The whole universe worships the Little Prince, who sees everything ‘with his heart’—but no one pays any attention to his cousin, Fat Princess Petronia. In contrast to the angelic blond boy, she's sullen and completely unsentimental. She just doesn't fit the princess cliche at all; She hates pink frills and loves maths. Naturally, the Little Prince has a huge planet while Petronia is stuck on probably the tiniest and most boring planet in the whole wide universe. With the help of multi-purpose worm Mirco, she tries to pep up her dismal life by travelling the cosmos by wormhole or by attempting to meet David Bowie—usually without success.
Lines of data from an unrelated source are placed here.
/*!
MapDraft keeps the state of a map drafting session: drawings captured from a web map, the working table they are saved into, reference layers loaded from uploaded files, and the map view. It also compares two versions of a vector layer by column and by keyed row.
*/

#![warn(noop_method_call)]
#![warn(single_use_lifetimes)]
#![warn(unused_lifetimes)]
#![warn(trivial_numeric_casts)]
#![warn(unreachable_pub)]
#![warn(unused_crate_dependencies)]
#![warn(meta_variable_misuse)]
#![warn(unused_macro_rules)]
#![warn(unused_qualifications)]
#![warn(unused_results)] // ignored results need a `_ = ` in front, mostly map inserts and removes.
#![warn(variant_size_differences)]

use clap::Parser;

pub(crate) mod errors;
pub(crate) mod commands;
pub(crate) mod config;
pub(crate) mod diff;
pub(crate) mod gis;
pub(crate) mod progress;
pub(crate) mod scene;
pub(crate) mod session;
pub(crate) mod table;
pub(crate) mod utils;

use commands::MainCommand;
use commands::Task;
use errors::ProgramError;
use progress::ConsoleProgressBar;

#[derive(Parser)]
#[command(author, version, about, long_about = None)]
pub(crate) struct MapDraft {

    #[command(subcommand)]
    command: MainCommand

}

/**
Runs MapDraft with arbitrary arguments. The first item in the arguments is the program name and is ignored.
*/
pub(crate) fn run<Arg, Args>(args: Args) -> Result<(),ProgramError>
where
    Arg: Clone + Into<std::ffi::OsString>,
    Args: IntoIterator<Item = Arg>
{
    let mut progress = ConsoleProgressBar::new();
    let program = MapDraft::try_parse_from(args)?;
    program.command.run(&mut progress)?;
    Ok(())
}

fn main() -> std::process::ExitCode {
    // the error is printed with Display here, returning it from main would print it with Debug.
    match run(std::env::args()) {
        Ok(()) => std::process::ExitCode::SUCCESS,
        Err(err) => {
            eprintln!("{}",err);
            std::process::ExitCode::FAILURE
        }
    }
}
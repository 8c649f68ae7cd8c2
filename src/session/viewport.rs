use geojson::Geometry;
use schemars::JsonSchema;
use serde::Deserialize;
use serde::Serialize;

use crate::utils::extent::Extent;

/// A map view: center as latitude and longitude, plus a web map zoom level.
#[derive(Clone,Debug,PartialEq,Serialize,Deserialize,JsonSchema)]
pub(crate) struct Viewport {
    pub(crate) center: [f64;2],
    pub(crate) zoom: f64
}

impl Viewport {

    pub(crate) const fn new(lat: f64, lon: f64, zoom: f64) -> Self {
        Self {
            center: [lat,lon],
            zoom
        }
    }
}

/// Tracks the view the map was last built with, and the view the user has since moved to.
pub(crate) struct ViewportState {
    initial: Viewport,
    committed: Viewport,
    observed: Viewport,
    fit_bounds: Option<Extent>,
    highlight: Option<Geometry>
}

impl ViewportState {

    pub(crate) fn new(initial: Viewport) -> Self {
        Self {
            committed: initial.clone(),
            observed: initial.clone(),
            initial,
            fit_bounds: None,
            highlight: None
        }
    }

    pub(crate) const fn committed(&self) -> &Viewport {
        &self.committed
    }

    pub(crate) const fn fit_bounds(&self) -> Option<&Extent> {
        self.fit_bounds.as_ref()
    }

    pub(crate) const fn highlight(&self) -> Option<&Geometry> {
        self.highlight.as_ref()
    }

    /// Records where the user has panned or zoomed to. This does not cause a rebuild of the map.
    pub(crate) fn observe(&mut self, viewport: Viewport) {
        self.observed = viewport
    }

    /// Called before every internal rebuild, so the map doesn't jump back to where it was first built.
    pub(crate) fn carry_over(&mut self) {
        self.committed = self.observed.clone()
    }

    pub(crate) fn reset(&mut self) {
        self.committed = self.initial.clone();
        self.observed = self.initial.clone();
        self.fit_bounds = None;
        self.highlight = None;
    }

    /// The next rebuild will zoom to these bounds and outline the geometry, if there is one.
    pub(crate) fn request_fit(&mut self, bounds: Extent, highlight: Option<Geometry>) {
        self.fit_bounds = Some(bounds);
        self.highlight = highlight;
    }

    /// Fit requests only apply to one rebuild. Once the map has been built with one, it's replaced by the view it produced.
    pub(crate) fn take_fit(&mut self) -> Option<(Extent,Option<Geometry>)> {
        let bounds = self.fit_bounds.take()?;
        let (lat,lon) = bounds.center();
        self.observed = Viewport::new(lat, lon, self.observed.zoom);
        self.committed = self.observed.clone();
        Some((bounds,self.highlight.take()))
    }

}

#[cfg(test)]
mod test {

    use super::Viewport;
    use super::ViewportState;
    use crate::utils::extent::Extent;

    #[test]
    fn test_carry_over_commits_observed_view() {
        let mut state = ViewportState::new(Viewport::new(-33.0,-70.0,10.0));
        state.observe(Viewport::new(-34.0,-71.0,12.0));
        assert_eq!(state.committed(),&Viewport::new(-33.0,-70.0,10.0));
        state.carry_over();
        assert_eq!(state.committed(),&Viewport::new(-34.0,-71.0,12.0));
    }

    #[test]
    fn test_reset_returns_to_initial() {
        let mut state = ViewportState::new(Viewport::new(-33.0,-70.0,10.0));
        state.observe(Viewport::new(-34.0,-71.0,12.0));
        state.carry_over();
        state.request_fit(Extent::new(0.0,0.0,1.0,1.0), None);
        state.reset();
        assert_eq!(state.committed(),&Viewport::new(-33.0,-70.0,10.0));
        assert!(state.fit_bounds().is_none());
        // the observed view was reset too
        state.carry_over();
        assert_eq!(state.committed(),&Viewport::new(-33.0,-70.0,10.0));
    }

    #[test]
    fn test_fit_is_consumed_once() {
        let mut state = ViewportState::new(Viewport::new(-33.0,-70.0,10.0));
        state.request_fit(Extent::new(-72.0,-34.0,-70.0,-32.0), None);
        let (bounds,highlight) = state.take_fit().unwrap();
        assert_eq!(bounds.lat_lon_bounds(),[[-34.0,-72.0],[-32.0,-70.0]]);
        assert!(highlight.is_none());
        assert!(state.take_fit().is_none());
        assert_eq!(state.committed(),&Viewport::new(-33.0,-71.0,10.0));
    }
}
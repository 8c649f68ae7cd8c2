use unicode_normalization::UnicodeNormalization as _;
use unicode_normalization::char::is_combining_mark;

/// Decomposes the text, drops the combining marks and lowercases what is left, so "Ñuñoa" and "nunoa" compare equal.
pub(crate) fn fold_for_search(text: &str) -> String {
    text.nfd().filter(|c| !is_combining_mark(*c)).flat_map(char::to_lowercase).collect()
}

#[cfg(test)]
mod test {

    use super::fold_for_search;

    #[test]
    fn test_fold_strips_accents_and_case() {
        assert_eq!(fold_for_search("Ñuñoa"),"nunoa");
        assert_eq!(fold_for_search("VALPARAÍSO"),"valparaiso");
        assert_eq!(fold_for_search("Conceptio\u{0301}n"),"conception");
        assert_eq!(fold_for_search("plain"),"plain");
        assert_eq!(fold_for_search("Hà Nội"),"ha noi");
        assert_eq!(fold_for_search("Ǎ"),"a");
        assert_eq!(fold_for_search("Łódź"),"łodz");
    }
}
Petronia's absurd and funny adventures draw on the themes of The Little Prince, fairy tales, science fiction and the classics like Faust. The imagery is also packed full of allusions: sometimes the art looks like advertising, sometimes like a board game or even like a modelling sheet.
Katharina Greve was born in 1972 in Hamburg, studied architecture and is now a comic illustrator, cartoonist, artist and former architect living in Berlin. Among other things, she draws for Titanic and Zitty magazines and the newspaper die tageszeitung (taz). If necessary, she’ll calmly make a cartoon prediction about the retirement of the Pope himself.
Since 2015, Fat Princess Petronia has been published as a sequel in Das Magazin and is the author's fifth comic book. The book edition contains all the works published so far and a few majestic extra pages. Her debut Ein Mann geht an die Decke (“A Man Loses His Nerves”) was awarded the 2010 ICOM Independent Comics Award for "outstanding art publication".
In the same year as well as in 2017 she received the Deutscher Cartoonpreis (German Cartoon Prize), in 2013 the Sondermann Prize for the Promotion of Comic Art and in 2016 the art prize "Der freche Mario" ("The Cheeky Mario"). For her comic strip Das Hochhaus (“The Skyscraper: 102 Storeys of Life”, avant-verlag, 2017), she won the Max and Moritz Prize for "Best German-language comic strip" in 2016 and the Rudolph Dirks Prize for Graphic Literature in 2018.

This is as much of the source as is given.